Records shown:
//! Answer Composer - 선택된 섹션으로 최종 답변 조립
//!
//! 섹션 텍스트에 지점 가격 정보를 병합하고, 인사말과 맺음말로 감쌉니다.
//! 인사말/맺음말은 순수 템플릿이며 `ComposeConfig::plain()`으로 끌 수 있습니다.

use chrono::{Local, Timelike};
use rand::seq::SliceRandom;

use crate::knowledge::{Office, Section};

use super::resolver::Query;
use super::text::fold_diacritics;

/// 후보가 없을 때의 고정 답변
pub const FALLBACK_ANSWER: &str =
    "Jag är inte säker på att jag förstår. Kan du försöka omformulera frågan?";

/// 맺음말 후보
pub const CLOSINGS: &[&str] = &[
    "Hoppas detta var till hjälp! Ha en fortsatt fin dag!",
    "Hör av dig igen om du har fler frågor!",
    "Jag hoppas det besvarade din fråga! Med vänliga hälsningar,",
];

// ============================================================================
// Types
// ============================================================================

/// 답변 조립 설정
#[derive(Debug, Clone)]
pub struct ComposeConfig {
    /// 시간대별 인사말 추가
    pub greeting: bool,
    /// 무작위 맺음말 추가
    pub closing: bool,
}

impl Default for ComposeConfig {
    fn default() -> Self {
        Self {
            greeting: true,
            closing: true,
        }
    }
}

impl ComposeConfig {
    /// 템플릿 없이 본문만
    pub fn plain() -> Self {
        Self {
            greeting: false,
            closing: false,
        }
    }
}

/// 컨텍스트 선택 결과
#[derive(Debug, Clone)]
pub enum Selection<'a> {
    /// 승리한 섹션
    Section(&'a Section),
    /// 주제는 알지만 섹션이 없음
    TopicOnly(String),
    /// 도시만 식별됨
    CityOnly,
    /// 아무것도 찾지 못함
    Fallback,
}

// ============================================================================
// AnswerComposer
// ============================================================================

/// 답변 조립기
#[derive(Debug, Clone, Default)]
pub struct AnswerComposer {
    config: ComposeConfig,
}

impl AnswerComposer {
    pub fn new(config: ComposeConfig) -> Self {
        Self { config }
    }

    /// 현재 시각 기준으로 답변 조립
    pub fn compose(&self, selection: &Selection<'_>, query: &Query) -> String {
        self.compose_at(selection, query, Local::now().hour())
    }

    /// 지정한 시(0-23) 기준으로 답변 조립
    pub fn compose_at(&self, selection: &Selection<'_>, query: &Query, hour: u32) -> String {
        let body = match selection {
            Selection::Fallback => return FALLBACK_ANSWER.to_string(),
            Selection::Section(section) => section_body(section, query),
            Selection::TopicOnly(topic) => format!(
                "Jag förstår att du frågar om {}, men jag har tyvärr ingen specifik information om det. Kan du omformulera din fråga?",
                topic.replace('_', " ")
            ),
            Selection::CityOnly => match query.target_city.as_deref() {
                Some(city) => office_list(city, &query.offices),
                None => return FALLBACK_ANSWER.to_string(),
            },
        };

        let mut parts = Vec::with_capacity(3);
        if self.config.greeting {
            parts.push(greeting_for_hour(hour).to_string());
        }
        parts.push(body);
        if self.config.closing {
            parts.push(random_closing().to_string());
        }
        parts.join("\n\n")
    }
}

// ============================================================================
// Helper Functions
// ============================================================================

/// 시간대별 인사말
pub fn greeting_for_hour(hour: u32) -> &'static str {
    match hour {
        6..=9 => "God morgon!",
        10..=11 => "God förmiddag!",
        12..=17 => "God eftermiddag!",
        _ => "God kväll!",
    }
}

fn random_closing() -> &'static str {
    CLOSINGS
        .choose(&mut rand::thread_rng())
        .copied()
        .unwrap_or(CLOSINGS[0])
}

/// 섹션 본문 + 도시 표기 + 가격 병합
fn section_body(section: &Section, query: &Query) -> String {
    let mut body = section.text.clone();

    let (Some(city), Some(service)) = (query.target_city.as_deref(), section.service.as_deref())
    else {
        return body;
    };

    if !fold_diacritics(&section.text).contains(&fold_diacritics(city)) {
        body.push_str(&format!("\n(Gäller {}.)", city));
    }

    let lines = price_lines(service, &query.offices);
    if lines.is_empty() {
        body.push_str(&format!(
            "\n\n(Vi hittade inget pris för {} i {}.)",
            service, city
        ));
    } else {
        body.push_str(&format!("\n\nPriser i {}:\n{}", city, lines.join("\n")));
    }

    body
}

/// 서비스 이름을 포함하는 가격 항목 (지점 순서, 가격표 순서)
pub fn price_lines(service: &str, offices: &[Office]) -> Vec<String> {
    let target = fold_diacritics(service.trim());
    if target.is_empty() {
        return Vec::new();
    }

    offices
        .iter()
        .flat_map(|office| {
            office
                .prices
                .iter()
                .filter(|p| fold_diacritics(&p.service_name).contains(&target))
                .map(move |p| format!("• {} ({}): {} kr", office.name, p.service_name, p.price))
        })
        .collect()
}

fn office_list(city: &str, offices: &[Office]) -> String {
    let mut text = format!("I {} finns följande kontor:", city);
    for office in offices {
        text.push_str(&format!("\n• {}", office.name));
    }
    text
}

// ============================================================================
// Tests
// ============================================================================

Task to complete: From the entries above, copy every line where the word "Local" shows up.

Result below:
use chrono::{Local, Timelike};
        self.compose_at(selection, query, Local::now().hour())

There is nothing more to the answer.